● **Brief**:
Among these records, which lines include "source"? Copy them out.

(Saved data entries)
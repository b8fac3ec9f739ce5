//! Input discovery for directory mode.

use crate::error::{ConvertError, Result};
use log::debug;
use std::fs;
use std::path::{Path, PathBuf};

/// Extension matched when none is configured.
pub const DEFAULT_EXTENSION: &str = "qif";

/// Recursively collects files under `root` whose extension is `extension`.
///
/// Entries whose name starts with `.` are skipped along with everything
/// beneath them; `root` itself is always searched. Matching is ASCII
/// case-insensitive and the result is sorted by path.
pub fn find_qif_files(root: &Path, extension: &str) -> Result<Vec<PathBuf>> {
    let mut found = Vec::new();
    walk(root, extension, &mut found)?;
    found.sort();
    Ok(found)
}

fn walk(dir: &Path, extension: &str, found: &mut Vec<PathBuf>) -> Result<()> {
    let entries = fs::read_dir(dir).map_err(|source| discovery_error(dir, source))?;

    for entry in entries {
        let entry = entry.map_err(|source| discovery_error(dir, source))?;
        let path = entry.path();

        if is_hidden(&path) {
            debug!("Skipping hidden entry {}", path.display());
            continue;
        }

        let file_type = entry
            .file_type()
            .map_err(|source| discovery_error(&path, source))?;

        if file_type.is_dir() {
            walk(&path, extension, found)?;
        } else if has_extension(&path, extension) {
            found.push(path);
        }
    }

    Ok(())
}

fn is_hidden(path: &Path) -> bool {
    path.file_name()
        .and_then(|name| name.to_str())
        .map(|name| name.starts_with('.'))
        .unwrap_or(false)
}

fn has_extension(path: &Path, extension: &str) -> bool {
    let wanted = extension.trim_start_matches('.');
    path.extension()
        .and_then(|ext| ext.to_str())
        .map(|ext| ext.eq_ignore_ascii_case(wanted))
        .unwrap_or(false)
}

fn discovery_error(path: &Path, source: std::io::Error) -> ConvertError {
    ConvertError::Discovery {
        path: path.to_path_buf(),
        source,
    }
}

● **Exercise response**:
    let entries = fs::read_dir(dir).map_err(|source| discovery_error(dir, source))?;
        let entry = entry.map_err(|source| discovery_error(dir, source))?;
            .map_err(|source| discovery_error(&path, source))?;
fn discovery_error(path: &Path, source: std::io::Error) -> ConvertError {
        source,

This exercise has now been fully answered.